Des difficultés qui se transforment parfois en avantages. Andreï Vieru, qui aurait pu écrire en russe, sa langue maternelle, ou en roumain, celle de ses études, mais a finalement tranché pour le français, note que cette langue lui permet "d'imposer une certaine distance" entre l'auteur et ses écrits: "Ne pas se laisser contaminer par eux constitue un idéal littéraire quelque peu oublié depuis deux ou trois siècles... Sans compter que les barrières que vous devez franchir quand vous écrivez dans une langue d'emprunt vous prémunissent contre la graphomanie, qui fait partie, pour moi, des maladies honteuses!"
Le rôle des lycées français
Dans certains cas, comme pour la Hongroise Eva Almassy, tout s'est fait sans effort. "A 15 ans, je suis venue pour danser des danses hongroises et à 22, je suis revenue comme réfugiée, sans le riche déguisement de mes robes folkloriques. Sans non plus de notions bien poussées de la langue." Son apprentissage s'est fait "à son insu", "sur le tas (un tas de livres de la bibliothèque municipale)", avec Proust, notamment, comme professeur. Mais aujourd'hui, dit-elle, "la littérature française du moment ne m'attire pas beaucoup". Eva Almassy manque "d'appel extérieur, d'émulation": "Vous n'imaginez pas comme cela me fait mal de ne pas pouvoir être plus fière que ça de la France!".

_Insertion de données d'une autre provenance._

//! Atom containers: molecules, rings and every other single-level holder of
//! atoms, bonds, lone pairs and single electrons.
//!
//! A container subscribes to each child it holds and relays the child's
//! events to its own listeners unchanged. The operations live on
//! [`AtomContainerOps`] as provided methods over an embedded
//! [`ContainerContents`], so the specialised containers (crystal, monomer,
//! strand, polymers) share one implementation of the wiring.

use std::collections::HashMap;
use std::rc::{Rc, Weak};

use super::atom::Atom;
use super::bond::Bond;
use super::electron::{LonePair, SingleElectron};
use super::error::Error;
use super::members::Members;
use super::object::{address, ChemObject, Duplicate, ObjectCore};
use super::types::{BondOrder, Element};
use crate::notify::ChangeListener;

/// Original atom address to its copy.
pub(crate) type AtomCopies = HashMap<*const (), Rc<Atom>>;

/// The four child collections of an atom container.
#[derive(Debug)]
pub struct ContainerContents {
    relay: Weak<dyn ChangeListener>,
    atoms: Members<Atom>,
    bonds: Members<Bond>,
    lone_pairs: Members<LonePair>,
    single_electrons: Members<SingleElectron>,
}

impl ContainerContents {
    /// `relay` is the owning container as a listener.
    pub(crate) fn new(relay: Weak<dyn ChangeListener>) -> Self {
        Self {
            relay,
            atoms: Members::new("atoms"),
            bonds: Members::new("bonds"),
            lone_pairs: Members::new("lone pairs"),
            single_electrons: Members::new("single electrons"),
        }
    }

    pub(crate) fn relay(&self) -> &Weak<dyn ChangeListener> {
        &self.relay
    }

    pub(crate) fn push_atom(&self, atom: Rc<Atom>) {
        self.atoms.push(atom, &self.relay);
    }

    pub(crate) fn push_atom_once(&self, atom: &Rc<Atom>) {
        if !self.atoms.contains(atom) {
            self.atoms.push(Rc::clone(atom), &self.relay);
        }
    }

    /// Drops every occurrence of each atom in `atoms` together with the
    /// electron containers attached to it.
    pub(crate) fn remove_atoms_and_connected(&self, atoms: &[Rc<Atom>]) {
        let doomed = |atom: &Rc<Atom>| atoms.iter().any(|other| Rc::ptr_eq(other, atom));
        self.atoms.retain(|atom| !doomed(atom), &self.relay);
        self.bonds
            .retain(|bond| !bond.atoms().iter().any(doomed), &self.relay);
        self.lone_pairs.retain(
            |pair| pair.atom().map_or(true, |atom| !doomed(&atom)),
            &self.relay,
        );
        self.single_electrons.retain(
            |electron| electron.atom().map_or(true, |atom| !doomed(&atom)),
            &self.relay,
        );
    }

    /// Fills `target` with copies of every member, with bonds and electrons
    /// re-pointed at the copied atoms.
    pub(crate) fn copy_into(&self, target: &ContainerContents) {
        self.copy_with(target, &mut AtomCopies::new());
    }

    /// Like [`copy_into`](Self::copy_into), reusing atom copies already made
    /// for another container (a strand and its monomers share atoms).
    pub(crate) fn copy_with(&self, target: &ContainerContents, copies: &mut AtomCopies) {
        for atom in self.atoms.snapshot() {
            let copy = copies
                .entry(address(&*atom))
                .or_insert_with(|| atom.duplicate());
            target.atoms.push(Rc::clone(copy), &target.relay);
        }

        let remap = |atom: &Rc<Atom>| {
            copies
                .get(&address(&**atom))
                .cloned()
                .unwrap_or_else(|| Rc::clone(atom))
        };
        for bond in self.bonds.snapshot() {
            let atoms = bond.atoms().iter().map(remap).collect();
            target.bonds.push(bond.duplicate_onto(atoms), &target.relay);
        }
        for pair in self.lone_pairs.snapshot() {
            let atom = pair.atom().as_ref().map(remap);
            target.lone_pairs.push(pair.duplicate_onto(atom), &target.relay);
        }
        for electron in self.single_electrons.snapshot() {
            let atom = electron.atom().as_ref().map(remap);
            target
                .single_electrons
                .push(electron.duplicate_onto(atom), &target.relay);
        }
    }
}

pub trait AtomContainerOps: ChemObject {
    fn contents(&self) -> &ContainerContents;

    fn is_empty(&self) -> bool {
        let contents = self.contents();
        contents.atoms.is_empty()
            && contents.bonds.is_empty()
            && contents.lone_pairs.is_empty()
            && contents.single_electrons.is_empty()
    }

    fn atom_count(&self) -> usize {
        self.contents().atoms.len()
    }

    fn atom(&self, index: usize) -> Option<Rc<Atom>> {
        self.contents().atoms.get(index)
    }

    fn atoms(&self) -> Vec<Rc<Atom>> {
        self.contents().atoms.snapshot()
    }

    fn first_atom(&self) -> Option<Rc<Atom>> {
        self.atom(0)
    }

    fn last_atom(&self) -> Option<Rc<Atom>> {
        self.atom_count().checked_sub(1).and_then(|index| self.atom(index))
    }

    fn contains_atom(&self, atom: &Atom) -> bool {
        self.contents().atoms.contains(atom)
    }

    fn atom_index(&self, atom: &Atom) -> Option<usize> {
        self.contents().atoms.index_of(atom)
    }

    fn add_atom(&self, atom: Rc<Atom>) {
        self.contents().push_atom(atom);
        self.notify_changed();
    }

    /// Removes the first occurrence of `atom`. Bonds to it are left alone;
    /// see [`remove_atom_and_connected`](AtomContainerOps::remove_atom_and_connected).
    fn remove_atom(&self, atom: &Atom) -> Option<Rc<Atom>> {
        let contents = self.contents();
        let removed = contents.atoms.remove(atom, &contents.relay)?;
        self.notify_changed();
        Some(removed)
    }

    fn remove_atom_at(&self, index: usize) -> Result<Rc<Atom>, Error> {
        let contents = self.contents();
        let removed = contents.atoms.remove_at(index, &contents.relay)?;
        self.notify_changed();
        Ok(removed)
    }

    /// Replaces every atom, firing once.
    fn set_atoms(&self, atoms: Vec<Rc<Atom>>) {
        let contents = self.contents();
        contents.atoms.replace_all(atoms, &contents.relay);
        self.notify_changed();
    }

    /// Puts `atom` at `index`, returning the atom it replaced.
    fn set_atom(&self, index: usize, atom: Rc<Atom>) -> Result<Rc<Atom>, Error> {
        let contents = self.contents();
        let previous = contents.atoms.replace_at(index, atom, &contents.relay)?;
        self.notify_changed();
        Ok(previous)
    }

    /// Removes `atom` with every bond, lone pair and single electron attached
    /// to it, firing once. Returns `false` if the atom is not a member.
    fn remove_atom_and_connected(&self, atom: &Atom) -> bool {
        let contents = self.contents();
        let Some(member) = contents.atoms.index_of(atom).and_then(|i| contents.atoms.get(i))
        else {
            return false;
        };
        contents.remove_atoms_and_connected(&[member]);
        self.notify_changed();
        true
    }

    fn bond_count(&self) -> usize {
        self.contents().bonds.len()
    }

    fn bond(&self, index: usize) -> Option<Rc<Bond>> {
        self.contents().bonds.get(index)
    }

    fn bonds(&self) -> Vec<Rc<Bond>> {
        self.contents().bonds.snapshot()
    }

    fn contains_bond(&self, bond: &Bond) -> bool {
        self.contents().bonds.contains(bond)
    }

    fn bond_index(&self, bond: &Bond) -> Option<usize> {
        self.contents().bonds.index_of(bond)
    }

    fn add_bond(&self, bond: Rc<Bond>) {
        let contents = self.contents();
        contents.bonds.push(bond, &contents.relay);
        self.notify_changed();
    }

    fn remove_bond(&self, bond: &Bond) -> Option<Rc<Bond>> {
        let contents = self.contents();
        let removed = contents.bonds.remove(bond, &contents.relay)?;
        self.notify_changed();
        Some(removed)
    }

    fn remove_bond_at(&self, index: usize) -> Result<Rc<Bond>, Error> {
        let contents = self.contents();
        let removed = contents.bonds.remove_at(index, &contents.relay)?;
        self.notify_changed();
        Ok(removed)
    }

    fn set_bonds(&self, bonds: Vec<Rc<Bond>>) {
        let contents = self.contents();
        contents.bonds.replace_all(bonds, &contents.relay);
        self.notify_changed();
    }

    fn remove_all_bonds(&self) {
        let contents = self.contents();
        contents.bonds.clear(&contents.relay);
        self.notify_changed();
    }

    fn connected_bonds(&self, atom: &Atom) -> Vec<Rc<Bond>> {
        self.bonds()
            .into_iter()
            .filter(|bond| bond.contains(atom))
            .collect()
    }

    fn connected_atoms(&self, atom: &Atom) -> Vec<Rc<Atom>> {
        self.connected_bonds(atom)
            .iter()
            .flat_map(|bond| bond.connected_atoms(atom))
            .collect()
    }

    fn bond_between(&self, first: &Atom, second: &Atom) -> Option<Rc<Bond>> {
        self.bonds()
            .into_iter()
            .find(|bond| bond.contains(first) && bond.contains(second))
    }

    fn lone_pair_count(&self) -> usize {
        self.contents().lone_pairs.len()
    }

    fn lone_pairs(&self) -> Vec<Rc<LonePair>> {
        self.contents().lone_pairs.snapshot()
    }

    fn contains_lone_pair(&self, pair: &LonePair) -> bool {
        self.contents().lone_pairs.contains(pair)
    }

    fn add_lone_pair(&self, pair: Rc<LonePair>) {
        let contents = self.contents();
        contents.lone_pairs.push(pair, &contents.relay);
        self.notify_changed();
    }

    fn remove_lone_pair(&self, pair: &LonePair) -> Option<Rc<LonePair>> {
        let contents = self.contents();
        let removed = contents.lone_pairs.remove(pair, &contents.relay)?;
        self.notify_changed();
        Some(removed)
    }

    fn remove_lone_pair_at(&self, index: usize) -> Result<Rc<LonePair>, Error> {
        let contents = self.contents();
        let removed = contents.lone_pairs.remove_at(index, &contents.relay)?;
        self.notify_changed();
        Ok(removed)
    }

    fn connected_lone_pairs(&self, atom: &Atom) -> Vec<Rc<LonePair>> {
        self.lone_pairs()
            .into_iter()
            .filter(|pair| pair.contains(atom))
            .collect()
    }

    fn single_electron_count(&self) -> usize {
        self.contents().single_electrons.len()
    }

    fn single_electrons(&self) -> Vec<Rc<SingleElectron>> {
        self.contents().single_electrons.snapshot()
    }

    fn contains_single_electron(&self, electron: &SingleElectron) -> bool {
        self.contents().single_electrons.contains(electron)
    }

    fn add_single_electron(&self, electron: Rc<SingleElectron>) {
        let contents = self.contents();
        contents.single_electrons.push(electron, &contents.relay);
        self.notify_changed();
    }

    fn remove_single_electron(&self, electron: &SingleElectron) -> Option<Rc<SingleElectron>> {
        let contents = self.contents();
        let removed = contents.single_electrons.remove(electron, &contents.relay)?;
        self.notify_changed();
        Some(removed)
    }

    fn remove_single_electron_at(&self, index: usize) -> Result<Rc<SingleElectron>, Error> {
        let contents = self.contents();
        let removed = contents.single_electrons.remove_at(index, &contents.relay)?;
        self.notify_changed();
        Ok(removed)
    }

    fn connected_single_electrons(&self, atom: &Atom) -> Vec<Rc<SingleElectron>> {
        self.single_electrons()
            .into_iter()
            .filter(|electron| electron.contains(atom))
            .collect()
    }

    /// Empties every collection, firing once.
    fn remove_all_elements(&self) {
        let contents = self.contents();
        contents.atoms.clear(&contents.relay);
        contents.bonds.clear(&contents.relay);
        contents.lone_pairs.clear(&contents.relay);
        contents.single_electrons.clear(&contents.relay);
        self.notify_changed();
    }

    /// Removes bonds, lone pairs and single electrons, keeping the atoms.
    fn remove_all_electron_containers(&self) {
        let contents = self.contents();
        contents.bonds.clear(&contents.relay);
        contents.lone_pairs.clear(&contents.relay);
        contents.single_electrons.clear(&contents.relay);
        self.notify_changed();
    }

    /// Adds every member of `other` that is not already here, firing once.
    fn add_all(&self, other: &dyn AtomContainerOps) {
        let contents = self.contents();
        for atom in other.atoms() {
            contents.push_atom_once(&atom);
        }
        for bond in other.bonds() {
            if !contents.bonds.contains(&bond) {
                contents.bonds.push(bond, &contents.relay);
            }
        }
        for pair in other.lone_pairs() {
            if !contents.lone_pairs.contains(&pair) {
                contents.lone_pairs.push(pair, &contents.relay);
            }
        }
        for electron in other.single_electrons() {
            if !contents.single_electrons.contains(&electron) {
                contents.single_electrons.push(electron, &contents.relay);
            }
        }
        self.notify_changed();
    }
}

Autant d'écrivains, autant de parcours. Mais ce que tous mettent en évidence, c'est un formidable appétit pour la langue française.
La France y répond-elle comme elle devrait? Pas sûr. A l'instar d'Atiq Rahimi, passé par le lycée franco-afghan de Kaboul, ou d'Anna Moï à Saïgon, nombre d'écrivains soulignent le rôle fondamental des établissements scolaires français à l'étranger, beaucoup déplorant qu'ils soient souvent, ainsi que les instituts et alliances, en perte de vitesse dans leur pays. Quand on y pense, note Pia Petersen, aucun écrivain ne choisit de changer de langue pour écrire en danois. Ou en russe, ou en grec. Si j'étais la France, je m'interrogerais...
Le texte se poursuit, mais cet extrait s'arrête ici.